Once the rover is on the planet's surface, a suitable location will be found to deploy the helicopter down from the vehicle and place it onto the ground.

The helicopter has solar cells to charge its lithium-ion batteries, and a heating mechanism to keep it warm through the cold Martian nights.

Up to five flights are planned over the 30-day test campaign, starting with a flight where the helicopter will ascent to an altitude of three meters and hover for 30 seconds.

The Mars Helicopter is considered a high-risk, high-reward project, according to NASA: If the helicopter fails, it won't affect the rest of the Mars 2020 rover's mission, but if it succeeds, the agency will have a powerful new tool to survey the planet and access now unreachable locations. "We are working very hard for efficiencies and spending 30 days working on a technology demonstration that does not further those goals directly, from the science point of view, is a tradeoff that has to be made".
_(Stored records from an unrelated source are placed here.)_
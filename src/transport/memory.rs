use async_trait::async_trait;
use bytes::Bytes;
use parking_lot::Mutex;
use std::sync::Arc;
use std::sync::atomic::{AtomicBool, Ordering};
use std::time::Duration;
use tokio::sync::{Mutex as AsyncMutex, mpsc};

use crate::error::{TransportError, TransportResult};
use crate::transport::{Transport, TransportStats};

pub const DEFAULT_CAPACITY: usize = 1024;

/// Configuration for the in-process transport pair.
#[derive(Clone, Debug)]
pub struct MemoryConfig {
    pub capacity: usize,
    pub write_timeout: Option<Duration>,
}

impl Default for MemoryConfig {
    fn default() -> Self {
        Self {
            capacity: DEFAULT_CAPACITY,
            write_timeout: Some(Duration::from_secs(5)),
        }
    }
}

impl MemoryConfig {
    pub fn new() -> Self {
        Self::default()
    }

    pub fn with_capacity(mut self, capacity: usize) -> Self {
        self.capacity = capacity;
        self
    }

    pub fn with_write_timeout(mut self, timeout: Option<Duration>) -> Self {
        self.write_timeout = timeout;
        self
    }
}

/// In-process transport; one end of a connected pair.
///
/// Useful for tests and for linking two emitters inside one process.
pub struct MemoryTransport {
    sender: Mutex<Option<mpsc::Sender<Bytes>>>,
    receiver: AsyncMutex<mpsc::Receiver<Bytes>>,
    config: MemoryConfig,
    connected: AtomicBool,
    stats: Arc<Mutex<TransportStats>>,
    name: String,
}

impl MemoryTransport {
    /// Create a pair of connected transports.
    pub fn create_pair(
        name: impl Into<String>,
        config: MemoryConfig,
    ) -> TransportResult<(Self, Self)> {
        let name = name.into();
        let capacity = config.capacity.max(1);

        let (tx1, rx1) = mpsc::channel(capacity);
        let (tx2, rx2) = mpsc::channel(capacity);

        let parent = Self::new(tx1, rx2, config.clone(), format!("{}-parent", name));
        let child = Self::new(tx2, rx1, config, format!("{}-child", name));

        Ok((parent, child))
    }

    fn new(
        sender: mpsc::Sender<Bytes>,
        receiver: mpsc::Receiver<Bytes>,
        config: MemoryConfig,
        name: String,
    ) -> Self {
        Self {
            sender: Mutex::new(Some(sender)),
            receiver: AsyncMutex::new(receiver),
            config,
            connected: AtomicBool::new(true),
            stats: Arc::new(Mutex::new(TransportStats::default())),
            name,
        }
    }

    fn closed(&self) -> TransportError {
        self.connected.store(false, Ordering::Release);
        TransportError::SendFailed {
            attempts: 1,
            reason: "Channel closed".into(),
        }
    }
}

#[async_trait]
impl Transport for MemoryTransport {
    async fn send(&self, data: &[u8]) -> TransportResult<()> {
        let Some(sender) = self.sender.lock().clone() else {
            return Err(TransportError::NotConnected);
        };
        let bytes = Bytes::copy_from_slice(data);

        let result = if let Some(timeout) = self.config.write_timeout {
            match tokio::time::timeout(timeout, sender.send(bytes)).await {
                Ok(sent) => sent.map_err(|_| self.closed()),
                Err(_) => Err(TransportError::Timeout {
                    duration_ms: timeout.as_millis() as u64,
                    operation: "memory send".into(),
                }),
            }
        } else {
            sender.send(bytes).await.map_err(|_| self.closed())
        };

        self.stats.lock().record_send(&result, data.len());
        result
    }

    async fn recv(&self) -> TransportResult<Bytes> {
        let received = self.receiver.lock().await.recv().await;
        let result = received.ok_or_else(|| {
            // every sender on the peer side is gone
            self.connected.store(false, Ordering::Release);
            TransportError::ReceiveFailed {
                attempts: 1,
                reason: "peer closed".into(),
            }
        });

        let len = result.as_ref().map_or(0, Bytes::len);
        self.stats.lock().record_recv(&result, len);
        result
    }

    fn is_connected(&self) -> bool {
        self.connected.load(Ordering::Acquire)
    }

    async fn close(&self) -> TransportResult<()> {
        self.connected.store(false, Ordering::Release);
        self.sender.lock().take();
        Ok(())
    }

    fn stats(&self) -> Option<TransportStats> {
        Some(self.stats.lock().clone())
    }

    fn name(&self) -> &str {
        &self.name
    }
}

impl std::fmt::Debug for MemoryTransport {
    fn fmt(&self, f: &mut std::fmt::Formatter<'_>) -> std::fmt::Result {
        f.debug_struct("MemoryTransport")
            .field("name", &self.name)
            .field("config", &self.config)
            .finish()
    }
}

#[cfg(test)]
mod tests {
    use super::*;

    #[tokio::test]
    async fn test_transport_bidirectional() {
        let (t1, t2) = MemoryTransport::create_pair("test", MemoryConfig::default()).unwrap();

        t1.send(b"Hello from parent").await.unwrap();
        let msg = t2.recv().await.unwrap();
        assert_eq!(msg.as_ref(), b"Hello from parent");

        t2.send(b"Hello from child").await.unwrap();
        let msg = t1.recv().await.unwrap();
        assert_eq!(msg.as_ref(), b"Hello from child");
    }

    #[tokio::test]
    async fn test_transport_preserves_order() {
        let (t1, t2) = MemoryTransport::create_pair("order", MemoryConfig::default()).unwrap();

        for i in 0..10u8 {
            t1.send(&[i]).await.unwrap();
        }
        for i in 0..10u8 {
            assert_eq!(t2.recv().await.unwrap().as_ref(), &[i]);
        }
    }

    #[tokio::test]
    async fn test_transport_stats() {
        let (t1, t2) = MemoryTransport::create_pair("test", MemoryConfig::default()).unwrap();

        t1.send(b"test").await.unwrap();
        t2.recv().await.unwrap();

        let stats1 = t1.stats().unwrap();
        assert_eq!(stats1.messages_sent, 1);
        assert_eq!(stats1.bytes_sent, 4);

        let stats2 = t2.stats().unwrap();
        assert_eq!(stats2.messages_received, 1);
        assert_eq!(stats2.bytes_received, 4);
    }

    #[tokio::test]
    async fn test_close_disconnects_peer() {
        let (t1, t2) = MemoryTransport::create_pair("close", MemoryConfig::default()).unwrap();

        t1.close().await.unwrap();
        assert!(!t1.is_connected());
        assert!(matches!(
            t1.send(b"late").await,
            Err(TransportError::NotConnected)
        ));

        assert!(matches!(
            t2.recv().await,
            Err(TransportError::ReceiveFailed { .. })
        ));
        assert!(!t2.is_connected());
    }

    #[tokio::test(start_paused = true)]
    async fn test_full_channel_times_out() {
        let config = MemoryConfig::new()
            .with_capacity(1)
            .with_write_timeout(Some(Duration::from_millis(50)));
        let (t1, _t2) = MemoryTransport::create_pair("full", config).unwrap();

        t1.send(b"first").await.unwrap();
        assert!(matches!(
            t1.send(b"second").await,
            Err(TransportError::Timeout { duration_ms: 50, .. })
        ));
        assert_eq!(t1.stats().unwrap().send_errors, 1);
    }
}
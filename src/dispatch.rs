//! Dispatch engine: the state transition applied for each inbound envelope.
//!
//! [`EventState`] owns the pin store and the listener registry. Its methods
//! only mutate state and report which callbacks must run; the caller invokes
//! them after releasing its lock, so a callback can re-enter the emitter.
//!
//! ## Pin before emit
//! A `Pin` writes the pin store *before* the listener snapshot is handed back.
//! A listener invoked for that pin which registers another listener for the
//! same event therefore finds the event pinned and gets it replayed.

use serde_json::Value;
use std::sync::Arc;

use crate::envelope::{ERROR_EVENT, Envelope};
use crate::pins::PinStore;
use crate::registry::{ListenerRegistry, RegistrationKind};

/// Callbacks to invoke for one dispatched event, in order, with `args`.
pub struct Delivery<F: ?Sized> {
    pub name: String,
    pub args: Vec<Value>,
    pub listeners: Vec<Arc<F>>,
}

pub struct EventState<F: ?Sized> {
    pins: PinStore,
    listeners: ListenerRegistry<F>,
}

impl<F: ?Sized> EventState<F> {
    pub fn new() -> Self {
        Self {
            pins: PinStore::new(),
            listeners: ListenerRegistry::new(),
        }
    }

    /// Apply one inbound envelope. `Unpin` never produces a delivery.
    pub fn dispatch(&mut self, envelope: Envelope) -> Option<Delivery<F>> {
        match envelope {
            Envelope::Emit { name, args } => Some(self.deliver(name, args)),
            Envelope::Pin { name, args } => {
                if name == ERROR_EVENT {
                    tracing::warn!("peer pinned the reserved \"error\" event; delivering unpinned");
                } else {
                    self.pins.pin(name.clone(), args.clone());
                }
                Some(self.deliver(name, args))
            }
            Envelope::Unpin { name } => {
                self.pins.unpin(&name);
                None
            }
        }
    }

    /// Register `callback` for `name`.
    ///
    /// Returns the pinned arguments when the callback must be replayed
    /// immediately. A one-shot callback for a pinned event is replayed and not
    /// stored.
    pub fn register(
        &mut self,
        name: &str,
        kind: RegistrationKind,
        callback: Arc<F>,
    ) -> Option<Vec<Value>> {
        let pinned = self.pins.get(name).map(<[Value]>::to_vec);

        match (kind, pinned) {
            (
                RegistrationKind::OnceAppend | RegistrationKind::OncePrepend,
                Some(args),
            ) => Some(args),
            (
                RegistrationKind::PersistentAppend | RegistrationKind::PersistentPrepend,
                Some(args),
            ) => {
                self.listeners.insert(name, kind, callback);
                Some(args)
            }
            (_, None) => {
                self.listeners.insert(name, kind, callback);
                None
            }
        }
    }

    pub fn pins(&self) -> &PinStore {
        &self.pins
    }

    pub fn listeners(&self) -> &ListenerRegistry<F> {
        &self.listeners
    }

    pub fn listeners_mut(&mut self) -> &mut ListenerRegistry<F> {
        &mut self.listeners
    }

    fn deliver(&mut self, name: String, args: Vec<Value>) -> Delivery<F> {
        let listeners = self.listeners.take_for_emit(&name);
        Delivery {
            name,
            args,
            listeners,
        }
    }
}

impl<F: ?Sized> Default for EventState<F> {
    fn default() -> Self {
        Self::new()
    }
}

#[cfg(test)]
mod tests {
    use super::*;
    use serde_json::json;

    type Tag = &'static str;

    fn emit(name: &str, args: Vec<Value>) -> Envelope {
        Envelope::Emit {
            name: name.into(),
            args,
        }
    }

    fn pin(name: &str, args: Vec<Value>) -> Envelope {
        Envelope::Pin {
            name: name.into(),
            args,
        }
    }

    fn unpin(name: &str) -> Envelope {
        Envelope::Unpin { name: name.into() }
    }

    #[test]
    fn test_emit_delivers_to_registered_listeners() {
        let mut state = EventState::<Tag>::new();
        assert!(
            state
                .register("ready", RegistrationKind::PersistentAppend, Arc::new("a"))
                .is_none()
        );

        let delivery = state.dispatch(emit("ready", vec![json!(1)])).unwrap();
        assert_eq!(delivery.name, "ready");
        assert_eq!(delivery.args, vec![json!(1)]);
        assert_eq!(delivery.listeners.len(), 1);
        assert!(!state.pins().contains("ready"));
    }

    #[test]
    fn test_pin_is_recorded_before_delivery() {
        let mut state = EventState::<Tag>::new();
        state.register("ready", RegistrationKind::PersistentAppend, Arc::new("a"));

        let delivery = state.dispatch(pin("ready", vec![json!(1), json!(2)])).unwrap();

        // a listener running for this delivery would register against this state
        let replay = state.register("ready", RegistrationKind::OnceAppend, Arc::new("late"));
        assert_eq!(replay, Some(vec![json!(1), json!(2)]));
        assert_eq!(delivery.listeners.len(), 1);
    }

    #[test]
    fn test_persistent_replay_keeps_registration() {
        let mut state = EventState::<Tag>::new();
        state.dispatch(pin("ready", vec![json!("x")]));

        let replay = state.register("ready", RegistrationKind::PersistentPrepend, Arc::new("p"));
        assert_eq!(replay, Some(vec![json!("x")]));
        assert_eq!(state.listeners().listener_count("ready"), 1);
    }

    #[test]
    fn test_once_replay_is_not_registered() {
        let mut state = EventState::<Tag>::new();
        state.dispatch(pin("ready", vec![]));

        assert_eq!(
            state.register("ready", RegistrationKind::OnceAppend, Arc::new("o")),
            Some(vec![])
        );
        assert_eq!(
            state.register("ready", RegistrationKind::OncePrepend, Arc::new("p")),
            Some(vec![])
        );
        assert_eq!(state.listeners().listener_count("ready"), 0);

        let delivery = state.dispatch(emit("ready", vec![])).unwrap();
        assert!(delivery.listeners.is_empty());
    }

    #[test]
    fn test_unpin_only_touches_pins() {
        let mut state = EventState::<Tag>::new();
        state.dispatch(pin("ready", vec![json!(1)]));
        state.register("ready", RegistrationKind::PersistentAppend, Arc::new("a"));

        assert!(state.dispatch(unpin("ready")).is_none());
        assert!(!state.pins().contains("ready"));
        assert_eq!(state.listeners().listener_count("ready"), 1);

        assert!(
            state
                .register("ready", RegistrationKind::PersistentAppend, Arc::new("b"))
                .is_none()
        );
    }

    #[test]
    fn test_error_event_is_never_pinned() {
        let mut state = EventState::<Tag>::new();
        state.register("error", RegistrationKind::PersistentAppend, Arc::new("e"));

        let delivery = state.dispatch(pin("error", vec![json!("boom")])).unwrap();
        assert_eq!(delivery.listeners.len(), 1);
        assert!(!state.pins().contains("error"));
    }
}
If it is successful, it might pave the way for similar craft to act as low-flying scouts to help access parts of Mars not reachable by ground travel. "With the added dimension of a bird's-eye view from a 'marscopter, ' we can only imagine what future missions will achieve". The six-wheeled rover will hunt for signs of habitable environments as well as sites that may have once hosted microbial life, examining the Red Planet with 23 cameras, a microphone and a drill to collect samples.

The potential addition of Mars Helicopter, though, has not necessarily been warmly accepted by the main Mars 2020 mission.